Abstract
Aim and Objective: Protein malonylation is a newly discovered post-translational modification. Malonylation is known to closely be associated with type 2 diabetes and to play its regulatory role in fatty acid oxidation and the associated genetic disease. Identifying protein malonylations might lay a solid foundation to explore malonylation function. Due to the limitations of experimental techniques, it is a great challenge to fast and accurately identify malonylation sites.
Methods: We proposed a computational method to predict malonylation sites and to analyze malonylation pattern. We firstly extracted protein segments so that the lysine is at the center of each segment. Then, each segment was encoded by the pseudo amino acid compositions.

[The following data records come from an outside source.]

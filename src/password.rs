use argon2::{Argon2, PasswordHasher, PasswordVerifier};
use password_hash::{PasswordHash, SaltString};

#[derive(Debug, thiserror::Error)]
pub enum PasswordError {
    #[error("failed to gather salt entropy: {0}")]
    Entropy(String),
    #[error("failed to hash password: {0}")]
    Hash(String),
}

/// Hashes a password into an Argon2id PHC string with a fresh random salt.
pub fn hash_password(password: &str) -> Result<String, PasswordError> {
    let mut salt_bytes = [0u8; 16];
    getrandom::getrandom(&mut salt_bytes).map_err(|e| PasswordError::Entropy(e.to_string()))?;
    let salt = SaltString::encode_b64(&salt_bytes).map_err(|e| PasswordError::Hash(e.to_string()))?;
    let phc = Argon2::default()
        .hash_password(password.as_bytes(), &salt)
        .map_err(|e| PasswordError::Hash(e.to_string()))?
        .to_string();
    Ok(phc)
}

/// Checks a candidate password against a stored PHC string. An unparsable hash never matches.
pub fn verify_password(hash: &str, password: &str) -> bool {
    match PasswordHash::new(hash) {
        Ok(parsed) => Argon2::default()
            .verify_password(password.as_bytes(), &parsed)
            .is_ok(),
        Err(_) => false,
    }
}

The support vector machine classifier trained by a training dataset was built to distinguish malonylation sites from non-malonylation ones.
Results: The leave-one-out test on the training dataset reached the accuracy of 0.7733, and the independent test on the testing dataset got 0.8889. Furthermore, the classifier also successfully identified 144 of 160 putative malonylation sites. Analyses on the differences between malonylation and non-malonylation segments implicated that lysine malonylation should follow a specific pattern, e.g. lysine with its neighbors being Glycine and Alanine might be more likely to be malonylated. Therefore, the proposed method is expected to be a promising tool to identify malonylation sites.
Keywords: Protein post-translational modification, lysine malonylation, support vector machine, pseudo amino acid composition, leave-one-out test, dataset.